Volvamos a esos ricos enterramientos del Paleolítico Superior, tan a menudo interpretados como prueba de la aparición de la "desigualdad", o incluso de algún tipo de nobleza hereditaria. Por alguna extraña razón, los que esgrimen tales argumentos nunca parecen darse cuenta de que un número bastante notable de estos esqueletos presentan evidencias de llamativas anomalías físicas que sólo podrían haberles distinguido, clara y dramáticamente, de su entorno social. Los adolescentes de Sunghir y Dolní Věstonice presentaban marcadas desfiguraciones congénitas; otros enterramientos antiguos contenían cuerpos inusualmente bajos o extremadamente altos.
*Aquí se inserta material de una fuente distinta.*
// ─────────────────────────────────────────────────────────────────────
// SPH Binning — Absorption Spectra
// © 1998–2026 Miroslav Šotek. All rights reserved.
// Contact: www.anulum.li | protoscience@anulum.li
// ORCID: https://orcid.org/0009-0009-3560-0851
// License: GNU AGPL v3 | Commercial licensing available
// ─────────────────────────────────────────────────────────────────────
//! Optical depth along a sightline from SPH particles.
//!
//! Each particle intersected by the line of sight contributes the column
//! density `n * W_proj(d/h, h)`, spread in velocity by a Gaussian thermal
//! profile `1/(b*sqrt(pi)) * exp(-(v/b)^2)` truncated at 5 widths. Every bin
//! receives the exact integral of the profile over its width, from the
//! antiderivative `erf(v/b)/2`. Velocity bin `i` is centered on
//! `lo + i*dv`. When the truncated profile's bin range, clamped to the
//! spectrum, is a single bin, the whole column goes into that bin.

use crate::runner::run_in_pool;
use ndarray::Array1;
use rayon::prelude::*;
use sphbin_math::atomic::{into_values, zeroed_buffer, AtomicF64};
use sphbin_math::kernels::Kernel;
use sphbin_math::periodic::dist_periodic;
use sphbin_types::config::BinningConfig;
use sphbin_types::constants::{ATOMIC_MASS_UNIT, K_BOLTZMANN, PROFILE_TRUNCATION_WIDTHS};
use sphbin_types::error::{BinningError, BinningResult};
use sphbin_types::state::{SpectrumParticles, SpectrumSpec};
use statrs::function::erf::erf;

/// Thermal width scale `b_0 = sqrt(2 k_B / m)` in km/s per sqrt(K), so that
/// `b = b_0 * sqrt(T)`.
pub fn doppler_b0(particle_mass_kg: f64) -> BinningResult<f64> {
    if !particle_mass_kg.is_finite() || particle_mass_kg <= 0.0 {
        return Err(BinningError::ConfigError(format!(
            "particle mass must be finite and > 0, got {particle_mass_kg}"
        )));
    }
    Ok((2.0 * K_BOLTZMANN / particle_mass_kg).sqrt() * 1e-3)
}

/// [`doppler_b0`] for an ion of the given mass in atomic mass units.
pub fn doppler_b0_amu(mass_amu: f64) -> BinningResult<f64> {
    doppler_b0(mass_amu * ATOMIC_MASS_UNIT)
}

#[derive(Debug, Clone, Copy, PartialEq)]
enum LineContribution {
    /// Spread over several bins with column density `N`.
    Profile(f64),
    /// Narrower than a bin, added whole.
    SingleBin(f64),
    /// Sightline misses the kernel support.
    NoOverlap,
    /// Profile entirely outside the velocity range.
    OutOfRange,
}

#[derive(Debug, Clone, Copy, Default)]
struct LineTally {
    profile: usize,
    single_bin: usize,
    no_overlap: usize,
    out_of_range: usize,
    column: f64,
}

impl LineTally {
    fn record(mut self, c: LineContribution) -> Self {
        match c {
            LineContribution::Profile(n) => {
                self.profile += 1;
                self.column += n;
            }
            LineContribution::SingleBin(n) => {
                self.single_bin += 1;
                self.column += n;
            }
            LineContribution::NoOverlap => self.no_overlap += 1,
            LineContribution::OutOfRange => self.out_of_range += 1,
        }
        self
    }

    fn merge(self, o: Self) -> Self {
        LineTally {
            profile: self.profile + o.profile,
            single_bin: self.single_bin + o.single_bin,
            no_overlap: self.no_overlap + o.no_overlap,
            out_of_range: self.out_of_range + o.out_of_range,
            column: self.column + o.column,
        }
    }
}

struct SpectrumBinner<'a> {
    spec: &'a SpectrumSpec,
    kernel: &'a Kernel,
    los: [f64; 2],
    taus: &'a [AtomicF64],
}

impl SpectrumBinner<'_> {
    fn deposit(&self, pos: &[f64; 2], v: f64, h: f64, n: f64, temp: f64) -> LineContribution {
        let spec = self.spec;
        let d = dist_periodic(&self.los, pos, spec.periodicity);
        if d.is_nan() || d >= h {
            return LineContribution::NoOverlap;
        }
        let column = n * self.kernel.proj_value(d / h, h);

        let b = spec.b_0 * temp.sqrt();
        if !b.is_finite() || !v.is_finite() {
            return LineContribution::OutOfRange;
        }
        let reach = PROFILE_TRUNCATION_WIDTHS * b;
        let [v_lo, v_hi] = spec.vel_extent;
        if v + reach < v_lo || v - reach > v_hi {
            return LineContribution::OutOfRange;
        }

        // bin i is centered on v_lo + i*dv
        let vi = (v - v_lo) / spec.dv;
        let max_bin = (spec.n_bins - 1) as f64;
        let i_min = ((v - reach - v_lo) / spec.dv).floor().clamp(0.0, max_bin) as usize;
        let i_max = ((v + reach - v_lo) / spec.dv).ceil().clamp(0.0, max_bin) as usize;

        if i_min == i_max {
            self.taus[i_min].add(column);
            return LineContribution::SingleBin(column);
        }
        // zero-width line between bin centers
        if b == 0.0 {
            let i = vi.round().clamp(0.0, max_bin) as usize;
            self.taus[i].add(column);
            return LineContribution::SingleBin(column);
        }

        for i in i_min..=i_max {
            let v0 = (i as f64 - vi - 0.5) * spec.dv;
            let v1 = v0 + spec.dv;
            let fraction = 0.5 * (erf(v1 / b) - erf(v0 / b));
            self.taus[i].add(fraction * column);
        }
        LineContribution::Profile(column)
    }
}

/// Optical depth per velocity bin along the sightline through `los_pos`.
///
/// `particles.pos` are the two particle coordinates perpendicular to the
/// line of sight and `los_pos` the sightline's position in that plane.
/// The result has `spec.n_bins` entries and is scaled by `xsec / dv`.
pub fn bin_spectrum(
    particles: &SpectrumParticles<'_>,
    los_pos: [f64; 2],
    spec: &SpectrumSpec,
    config: &BinningConfig,
) -> BinningResult<Array1<f64>> {
    config.validate()?;
    let kernel = Kernel::new(&config.kernel, 3)?.with_projection(config.projection_resolution)?;

    log::debug!(
        "binning {} particles into {} velocity bins over [{}, {}] with '{}' kernel",
        particles.len(),
        spec.n_bins,
        spec.vel_extent[0],
        spec.vel_extent[1],
        kernel.kind().name()
    );

    let taus = zeroed_buffer(spec.n_bins);
    let binner = SpectrumBinner {
        spec,
        kernel: &kernel,
        los: los_pos,
        taus: &taus,
    };

    let tally = run_in_pool(config, || {
        (0..particles.len())
            .into_par_iter()
            .with_min_len(config.chunk_size)
            .map(|j| {
                binner.deposit(
                    &particles.pos[j],
                    particles.vel[j],
                    particles.hsml[j],
                    particles.n[j],
                    particles.temp[j],
                )
            })
            .fold(LineTally::default, LineTally::record)
            .reduce(LineTally::default, LineTally::merge)
    })?;

    log::debug!(
        "spectrum binning done: {} profiles, {} single-bin, {} missed, {} out of range, total column {:e}",
        tally.profile,
        tally.single_bin,
        tally.no_overlap,
        tally.out_of_range,
        tally.column
    );

    let scale = spec.xsec / spec.dv;
    let mut out = Array1::from(into_values(taus));
    out.mapv_inplace(|t| t * scale);
    Ok(out)
}
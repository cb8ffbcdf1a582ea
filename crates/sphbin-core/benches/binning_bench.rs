// -------------------------------------------------------------------------
// SPH Binning -- Grid Binner Benchmark
// Flat 2D, projected 3D->2D and full 3D deposition of random particles
// at several grid resolutions, with and without the edge-skip shortcut.
// -------------------------------------------------------------------------

use criterion::{criterion_group, criterion_main, BenchmarkId, Criterion};
use rand::rngs::StdRng;
use rand::{Rng, SeedableRng};
use sphbin_core::binning::{bin_2d, bin_3d, bin_3d_projected_2d};
use sphbin_types::config::BinningConfig;
use sphbin_types::state::{positions_from_flat, GridParticles, GridSpec, Periodicity};
use std::hint::black_box;

const BOX: f64 = 10.0;

struct Cloud<const D: usize> {
    pos: Vec<[f64; D]>,
    hsml: Vec<f64>,
    dv: Vec<f64>,
    qty: Vec<f64>,
}

impl<const D: usize> Cloud<D> {
    /// Uniform random particles in the box, smoothing lengths spanning
    /// unresolved to several cells. Positions come as one flat buffer, the
    /// way snapshot readers hand them over.
    fn random(n: usize, seed: u64) -> Self {
        let mut rng = StdRng::seed_from_u64(seed);
        let flat: Vec<f64> = (0..n * D).map(|_| rng.gen_range(0.0..BOX)).collect();
        let pos = positions_from_flat::<D>(&flat).expect("flat buffer holds whole points");
        let hsml = (0..n).map(|_| rng.gen_range(0.02..0.8)).collect();
        let dv = (0..n).map(|_| rng.gen_range(1e-3..1e-2)).collect();
        let qty = (0..n).map(|_| rng.gen_range(0.1..10.0)).collect();
        Cloud { pos, hsml, dv, qty }
    }

    fn particles(&self) -> GridParticles<'_, D> {
        GridParticles::new(&self.pos, &self.hsml, &self.dv, &self.qty)
            .expect("bench arrays share one length")
    }
}

fn bench_2d(c: &mut Criterion) {
    let cloud = Cloud::<2>::random(20_000, 42);
    let particles = cloud.particles();
    let mut group = c.benchmark_group("bin_2d");
    group.sample_size(10);

    let periodic = Periodicity::from_scalar(BOX);
    for &n in &[64usize, 256] {
        let spec = GridSpec::<2>::from_flat(&[0.0, BOX, 0.0, BOX], &[n, n]).expect("valid grid");
        let config = BinningConfig::with_kernel("cubic");

        group.bench_with_input(
            BenchmarkId::new("flat", format!("{n}x{n}")),
            &spec,
            |b, spec| {
                b.iter(|| {
                    let grid = bin_2d(&particles, spec, &config, periodic)
                        .expect("binning should not error");
                    black_box(grid.sum())
                })
            },
        );

        group.bench_with_input(
            BenchmarkId::new("projected", format!("{n}x{n}")),
            &spec,
            |b, spec| {
                b.iter(|| {
                    let grid =
                        bin_3d_projected_2d(&particles, spec, &config, periodic)
                            .expect("binning should not error");
                    black_box(grid.sum())
                })
            },
        );

        let mut skip = config.clone();
        skip.edge_skip_hsml_factor = Some(3.0);
        group.bench_with_input(
            BenchmarkId::new("flat_edge_skip", format!("{n}x{n}")),
            &spec,
            |b, spec| {
                b.iter(|| {
                    let grid = bin_2d(&particles, spec, &skip, Periodicity::None)
                        .expect("binning should not error");
                    black_box(grid.sum())
                })
            },
        );
    }

    group.finish();
}

fn bench_3d(c: &mut Criterion) {
    let cloud = Cloud::<3>::random(5_000, 7);
    let particles = cloud.particles();
    let mut group = c.benchmark_group("bin_3d");
    group.sample_size(10);

    for kernel in ["cubic", "Wendland C4"] {
        let spec = GridSpec::new([[0.0, BOX]; 3], [48, 48, 48]).expect("valid grid");
        let config = BinningConfig::with_kernel(kernel);
        group.bench_with_input(BenchmarkId::new(kernel, "48^3"), &spec, |b, spec| {
            b.iter(|| {
                let grid = bin_3d(&particles, spec, &config, Periodicity::None)
                    .expect("binning should not error");
                black_box(grid.sum())
            })
        });
    }

    group.finish();
}

criterion_group!(benches, bench_2d, bench_3d);
criterion_main!(benches);
// ─────────────────────────────────────────────────────────────────────
// SPH Binning — Periodic Distance
// © 1998–2026 Miroslav Šotek. All rights reserved.
// Contact: www.anulum.li | protoscience@anulum.li
// ORCID: https://orcid.org/0009-0009-3560-0851
// License: GNU AGPL v3 | Commercial licensing available
// ─────────────────────────────────────────────────────────────────────
//! Euclidean distance with optional minimum-image wrapping in a cubic box.

use sphbin_types::state::Periodicity;

/// Shortest separation along one axis of a periodic box of side `box_size`.
#[inline]
pub fn wrap_delta(delta: f64, box_size: f64) -> f64 {
    let d = delta.rem_euclid(box_size);
    d.min(box_size - d)
}

/// Distance between `a` and `b`, wrapped per axis when `periodicity` is a box.
#[inline]
pub fn dist_periodic<const D: usize>(a: &[f64; D], b: &[f64; D], periodicity: Periodicity) -> f64 {
    let mut d2 = 0.0;
    match periodicity {
        Periodicity::None => {
            for k in 0..D {
                let dx = a[k] - b[k];
                d2 += dx * dx;
            }
        }
        Periodicity::Cubic(l) => {
            for k in 0..D {
                let dx = wrap_delta(a[k] - b[k], l);
                d2 += dx * dx;
            }
        }
    }
    d2.sqrt()
}
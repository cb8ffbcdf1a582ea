// ─────────────────────────────────────────────────────────────────────
// SPH Binning — Atomic Float
// © 1998–2026 Miroslav Šotek. All rights reserved.
// Contact: www.anulum.li | protoscience@anulum.li
// ORCID: https://orcid.org/0009-0009-3560-0851
// License: GNU AGPL v3 | Commercial licensing available
// ─────────────────────────────────────────────────────────────────────
//! Lock-free `f64` accumulator for concurrent deposition.

use std::sync::atomic::{AtomicU64, Ordering};

/// `f64` stored as its bit pattern; additions go through a CAS loop.
#[derive(Debug, Default)]
pub struct AtomicF64 {
    bits: AtomicU64,
}

impl AtomicF64 {
    #[inline]
    pub fn new(value: f64) -> Self {
        Self {
            bits: AtomicU64::new(value.to_bits()),
        }
    }

    #[inline]
    pub fn load(&self, ordering: Ordering) -> f64 {
        f64::from_bits(self.bits.load(ordering))
    }

    /// Atomically add `delta`, returning the previous value.
    #[inline]
    pub fn fetch_add(&self, delta: f64, ordering: Ordering) -> f64 {
        let mut old_bits = self.bits.load(Ordering::Relaxed);
        loop {
            let new = f64::from_bits(old_bits) + delta;
            match self.bits.compare_exchange_weak(
                old_bits,
                new.to_bits(),
                ordering,
                Ordering::Relaxed,
            ) {
                Ok(_) => return f64::from_bits(old_bits),
                Err(current) => old_bits = current,
            }
        }
    }

    /// Relaxed add; the result is read only after all workers joined.
    #[inline]
    pub fn add(&self, delta: f64) {
        self.fetch_add(delta, Ordering::Relaxed);
    }

    pub fn into_inner(self) -> f64 {
        f64::from_bits(self.bits.into_inner())
    }
}

/// Zero-initialized shared accumulation buffer.
pub fn zeroed_buffer(n: usize) -> Vec<AtomicF64> {
    (0..n).map(|_| AtomicF64::new(0.0)).collect()
}

/// Unwrap an accumulation buffer once no other thread holds it.
pub fn into_values(buffer: Vec<AtomicF64>) -> Vec<f64> {
    buffer.into_iter().map(AtomicF64::into_inner).collect()
}
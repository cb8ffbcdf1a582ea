// ─────────────────────────────────────────────────────────────────────
// SPH Binning — Constants
// © 1998–2026 Miroslav Šotek. All rights reserved.
// Contact: www.anulum.li | protoscience@anulum.li
// ORCID: https://orcid.org/0009-0009-3560-0851
// License: GNU AGPL v3 | Commercial licensing available
// ─────────────────────────────────────────────────────────────────────
/// In-grid kernel integral below which a particle falls back to
/// nearest-grid-point deposition.
pub const NEGLIGIBLE_KERNEL_INTEGRAL: f64 = 1e-4;

/// Thermal profiles are truncated at this many widths `b` on either side.
pub const PROFILE_TRUNCATION_WIDTHS: f64 = 5.0;

/// Samples in the line-of-sight projection table of a kernel.
pub const DEFAULT_PROJECTION_RESOLUTION: usize = 1024;

/// Minimum particles handed to one rayon task.
pub const DEFAULT_CHUNK_SIZE: usize = 10;

/// Boltzmann constant (J/K)
pub const K_BOLTZMANN: f64 = 1.380649e-23;

/// Atomic mass unit (kg)
pub const ATOMIC_MASS_UNIT: f64 = 1.66053906660e-27;

/// Proton mass (kg)
pub const M_PROTON: f64 = 1.67262192369e-27;
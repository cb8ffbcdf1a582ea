// ─────────────────────────────────────────────────────────────────────
// SPH Binning — Core
// © 1998–2026 Miroslav Šotek. All rights reserved.
// Contact: www.anulum.li | protoscience@anulum.li
// ORCID: https://orcid.org/0009-0009-3560-0851
// License: GNU AGPL v3 | Commercial licensing available
// ─────────────────────────────────────────────────────────────────────
//! Parallel SPH binning: particle-to-grid deposition and sightline
//! absorption spectra.

pub mod binning;
pub mod runner;
pub mod spectrum;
Sería muy sorprendente que esto fuera una coincidencia. De hecho, hace que uno se pregunte si incluso esos cuerpos, que por sus restos óseos parecen ser anatómicamente típicos, podrían haber sido igualmente llamativos de alguna otra manera; después de todo, un albino, por ejemplo, o un profeta epiléptico no serían identificables como tales a partir del registro arqueológico. No podemos saber mucho sobre la vida cotidiana de los individuos del Paleolítico enterrados con un rico ajuar funerario, aparte de que parece que estaban tan bien alimentados y cuidados como cualquier otro; pero al menos podemos sugerir que se les consideraba como los individuos por excelencia, tan diferentes de sus compañeros como era posible.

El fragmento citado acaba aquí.